Select allatclaim and openid (Scopes decides what claims will be available).

Review the summary.

There should now be two applications.

3. Add Claims

Select the Web API, click Edit and navigate to Issuance Transform Rules.

Click Add Rule and select Send LDAP Attributes As Claims.

Select User Attributes as Claim rule name and Active Directory as Attribute Store. Set LDAP Attribute to UserPrincipalName and the outgoing claim to UPN (more on this will follow later in this guide)

This concludes the setup needed on the ADFS side.

4. Well known document

The well known document returns the OpenID Connect configuration values from the provider's Well-Known Configuration Endpoint.

For ADFS it can be found on https://:/adfs/.well-known/openid-configuration

For IFS Cloud it can be found on https://:/auth/realms//.well-known/openid-configuration

5. Create a new Identity Provider in IFS Cloud

Create a new Identity Provider in IFS Cloud.

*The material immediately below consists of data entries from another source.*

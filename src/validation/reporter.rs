use serde::{Deserialize, Serialize};

use super::error_code::TrackerErrorCode;
use crate::models::enums::TrackerType;

#[derive(Debug, Clone, PartialEq, Eq, Serialize, Deserialize)]
#[serde(rename_all = "camelCase")]
pub struct ValidationError {
    pub code: TrackerErrorCode,
    pub uid: String,
    pub entity_type: TrackerType,
    pub message: String,
}

/// Collects the errors raised while validating one bundle. Every error is
/// recorded against the object currently being validated.
#[derive(Debug, Default)]
pub struct ValidationErrorReporter {
    errors: Vec<ValidationError>,
    current: Option<(String, TrackerType)>,
}

impl ValidationErrorReporter {
    pub fn new() -> Self {
        Self::default()
    }

    /// Attribute subsequent errors to `uid`.
    pub fn start(&mut self, uid: &str, entity_type: TrackerType) {
        self.current = Some((uid.to_string(), entity_type));
    }

    pub fn add_error(&mut self, code: TrackerErrorCode, args: &[&str]) {
        let (uid, entity_type) = self
            .current
            .clone()
            .unwrap_or_else(|| (String::new(), TrackerType::TrackedEntity));
        tracing::debug!(code = %code, uid = %uid, "validation error");
        self.errors.push(ValidationError {
            code,
            uid,
            entity_type,
            message: code.format(args),
        });
    }

    pub fn has_errors(&self) -> bool {
        !self.errors.is_empty()
    }

    pub fn has_error_code(&self, code: TrackerErrorCode) -> bool {
        self.errors.iter().any(|e| e.code == code)
    }

    pub fn errors(&self) -> &[ValidationError] {
        &self.errors
    }

    /// Errors recorded against one object.
    pub fn errors_for<'a>(&'a self, uid: &'a str) -> impl Iterator<Item = &'a ValidationError> + 'a {
        self.errors.iter().filter(move |e| e.uid == uid)
    }

    pub fn into_errors(self) -> Vec<ValidationError> {
        self.errors
    }
}
//! Caller-facing error taxonomy with status mapping.

use serde::Serialize;

use crate::db::DatabaseError;
use crate::models::enums::ParseEnumError;

/// Structured error body for transport layers.
#[derive(Debug, Serialize)]
pub struct ErrorBody {
    pub error: ErrorDetail,
}

#[derive(Debug, Serialize)]
pub struct ErrorDetail {
    pub code: &'static str,
    pub message: String,
}

#[derive(Debug, thiserror::Error)]
pub enum TrackerError {
    /// Malformed or self-contradictory parameters.
    #[error("{0}")]
    BadRequest(String),
    /// Authenticated, but not allowed to see a specifically targeted entity.
    #[error("{0}")]
    Forbidden(String),
    /// The UID does not resolve to a visible entity.
    #[error("{entity} with id {uid} could not be found.")]
    NotFound { entity: &'static str, uid: String },
    /// Defect in parameter construction, never caused by caller input.
    #[error("Internal error: {0}")]
    Internal(String),
    #[error("Database error: {0}")]
    Database(#[from] DatabaseError),
}

impl TrackerError {
    pub fn bad_request(message: impl Into<String>) -> Self {
        Self::BadRequest(message.into())
    }

    pub fn forbidden(message: impl Into<String>) -> Self {
        Self::Forbidden(message.into())
    }

    pub fn not_found(entity: &'static str, uid: impl Into<String>) -> Self {
        Self::NotFound {
            entity,
            uid: uid.into(),
        }
    }

    /// Wrap an error that can only come from wrongly built internal params.
    pub fn precondition(what: &str) -> Self {
        Self::Internal(format!("this must be a bug in how the {what} are built"))
    }

    pub fn status(&self) -> u16 {
        match self {
            Self::BadRequest(_) => 400,
            Self::Forbidden(_) => 403,
            Self::NotFound { .. } => 404,
            Self::Internal(_) | Self::Database(_) => 500,
        }
    }

    pub fn code(&self) -> &'static str {
        match self {
            Self::BadRequest(_) => "BAD_REQUEST",
            Self::Forbidden(_) => "FORBIDDEN",
            Self::NotFound { .. } => "NOT_FOUND",
            Self::Internal(_) | Self::Database(_) => "INTERNAL",
        }
    }

    /// Build the response envelope. Internal details are logged, not exposed.
    pub fn to_body(&self) -> ErrorBody {
        let message = match self {
            Self::Internal(_) | Self::Database(_) => {
                tracing::error!(error = %self, "tracker internal error");
                "An internal error occurred".to_string()
            }
            other => other.to_string(),
        };
        ErrorBody {
            error: ErrorDetail {
                code: self.code(),
                message,
            },
        }
    }
}

impl From<ParseEnumError> for TrackerError {
    fn from(err: ParseEnumError) -> Self {
        TrackerError::BadRequest(err.to_string())
    }
}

Go back to Back to Aurena and find now that the abandoned create form be equipped with some more information. - Set the sync mode to the desired value. - Add authorization endpoint. - Add token endpoint. - Both endpoints are found in the ADFS well known document (Go back to step 4 if you skipped that.) - Set Client Auth Method to Client Secret Post. - Paste the client ID (acquired during the previous steps). - Paste the client secret (also acquired during the previous steps. The secret cannot be obtained again, so if you have lost it, you can generate a new one).

Press OK when done.

6. Create an Attribute Mapper

  • Navigate to IdP Attribute Mapper.
  • Create a new mapper.

The name can be anything. The claim must be set to upn

7. Login

The necessary configuration is now done. Make sure you have a user ready and the Directory ID matches the UPN.